Two years ago, Masaru Hayami, the maverick governor of the Bank of Japan, took out his frustration over the nation's slow-paced financial reform by raising interest rates in the prostrate economy. Hayami believed the negative interest rates that his bank had fostered were allowing Japan's banks to carry billions in bad debt that should have long ago been written off. Because of the banks, the cost of money was free. While Hayami's move may have had a noble intent--and even though it shocked the economic world--it had no real effect. Hayami later backed down on his small rate hike. Money is still free in Japan.

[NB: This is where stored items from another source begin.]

use cardroom_core::{decode, encode, ClientMsg, Rank, RoomId, RoomIdError, ServerMsg, Suit};
use serde_json::{json, Value};

fn to_value(msg: &ClientMsg) -> Value {
    let text = encode(msg).expect("encode");
    serde_json::from_str(&text).expect("json")
}

#[test]
fn client_events_use_kebab_names_and_camel_fields() {
    let msg = ClientMsg::ActionDrop {
        room_id: "ROOM1".to_string(),
        selected_ids: vec!["c1".to_string(), "c2".to_string()],
    };
    assert_eq!(
        to_value(&msg),
        json!({"event": "action-drop", "data": {"roomId": "ROOM1", "selectedIds": ["c1", "c2"]}})
    );

    let msg = ClientMsg::RejoinRoom {
        room_id: "ROOM1".to_string(),
        name: "Ana".to_string(),
        player_id: "p-1".to_string(),
    };
    assert_eq!(
        to_value(&msg),
        json!({"event": "rejoin-room", "data": {"roomId": "ROOM1", "name": "Ana", "playerId": "p-1"}})
    );
}

#[test]
fn draw_and_gif_payloads_match_wire_names() {
    let draw = ClientMsg::ActionDraw {
        room_id: "R".to_string(),
        from_discard: true,
    };
    assert_eq!(
        to_value(&draw),
        json!({"event": "action-draw", "data": {"roomId": "R", "fromDiscard": true}})
    );
    let gif = ClientMsg::SendGif {
        room_id: "R".to_string(),
        target_id: "p2".to_string(),
        gif_id: "laugh".to_string(),
    };
    assert_eq!(gif.kind(), "send-gif");
    assert_eq!(
        to_value(&gif),
        json!({"event": "send-gif", "data": {"roomId": "R", "targetId": "p2", "gifId": "laugh"}})
    );
}

#[test]
fn game_state_decodes_with_hidden_hands() {
    let raw = json!({
        "event": "game-state",
        "data": {
            "roomId": "ROOM1",
            "players": [
                {
                    "id": "p1",
                    "name": "Ana",
                    "hand": [
                        {"id": "c1", "rank": "7", "suit": "♥"},
                        {"id": "c2", "rank": "JOKER"}
                    ],
                    "score": 12,
                    "hasDrawn": true,
                    "handSize": 2
                },
                {"id": "p2", "name": "Bo", "handSize": 5}
            ],
            "currentTurn": 1,
            "discardTop": {"id": "d1", "rank": "10", "suit": "♣"},
            "started": true,
            "closeCalled": false,
            "hostId": "p1",
            "yourId": "p1"
        }
    })
    .to_string();

    let Some(ServerMsg::GameState(snapshot)) = decode::<ServerMsg>(&raw) else {
        panic!("expected game-state");
    };
    assert_eq!(snapshot.room_id, "ROOM1");
    assert_eq!(snapshot.current_player_id(), Some("p2"));
    assert!(snapshot.is_host("p1"));

    let me = snapshot.player("p1").expect("viewer");
    assert_eq!(me.hand[0].rank, Rank::Seven);
    assert_eq!(me.hand[0].suit, Some(Suit::Hearts));
    assert!(me.hand[1].is_joker());
    assert_eq!(me.hand[1].suit, None);
    assert!(me.has_drawn);

    let other = snapshot.player("p2").expect("other");
    assert!(other.hand.is_empty());
    assert_eq!(other.hand_size, 5);
    assert_eq!(other.score, 0);
    assert!(!other.has_drawn);
}

#[test]
fn gif_play_and_error_decode() {
    let gif = decode::<ServerMsg>(r#"{"event":"gif-play","data":{"targetId":"p2","gifId":"clap"}}"#);
    assert_eq!(
        gif,
        Some(ServerMsg::GifPlay {
            target_id: "p2".to_string(),
            gif_id: "clap".to_string(),
        })
    );
    let err = decode::<ServerMsg>(r#"{"event":"error","data":{"message":"room not found"}}"#);
    assert_eq!(
        err,
        Some(ServerMsg::Error {
            message: "room not found".to_string(),
        })
    );
}

#[test]
fn malformed_frames_are_rejected() {
    assert!(decode::<ServerMsg>("not json").is_none());
    assert!(decode::<ServerMsg>(r#"{"event":"game-state","data":{"players":[]}}"#).is_none());
    assert!(decode::<ServerMsg>(r#"{"event":"unknown","data":{}}"#).is_none());
}

#[test]
fn room_id_parse_trims_and_validates() {
    assert_eq!(RoomId::parse("  AB12-x ").map(|id| id.to_string()), Ok("AB12-x".to_string()));
    assert_eq!(RoomId::parse("   "), Err(RoomIdError::Empty));
    assert_eq!(
        RoomId::parse("AB CD"),
        Err(RoomIdError::InvalidCharacter { ch: ' ', index: 2 })
    );
    assert_eq!(
        RoomId::parse("sala#7.ñ").map(|id| id.to_string()),
        Ok("sala#7.ñ".to_string())
    );
    let long = "A".repeat(70);
    assert_eq!(
        RoomId::parse(&long),
        Err(RoomIdError::TooLong { max: 64, found: 70 })
    );
}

Now, Hayami has taken his fight to a new level. On Sept. 18, he announced that the central bank would buy stock held by some big Tokyo banks, sending a tremor across the financial world. The question asked was: "Are things really that bad?" Now, in private missives and public statements to the press, the central bank said it was buying stock to shock the Tokyo government into action. The primary target is banking regulator Hakuo Yanagisawa, whose Financial Services Agency thinks the bad-debt problem is less grave than Hayami does. Hayami thinks Yanagisawa, once viewed as a tough cop, has gone soft on the banks. Yanagisawa is said to be under pressure to resign.
If this were about one official, Hayami would be right. But it's unlikely that any other bank regulator replacing Yanagisawa will have the nerve to be tougher. And the rest of Japan's governing elite remain too paralyzed to do anything. Yet the signs of disaster are all there.
Bond buyers are balking at taking Japan's government securities, rating agencies are writing down Japan's debt, banks are dumping blue-chip stocks to raise funds to carry bad debtors, and no one is lending to restart the economy. When a once-great nation is locked in this kind of gridlock, even a Pyrrhic effort deserves some praise. Hayami remains a voice in the wilderness. Japan continues to decline. Is anyone listening?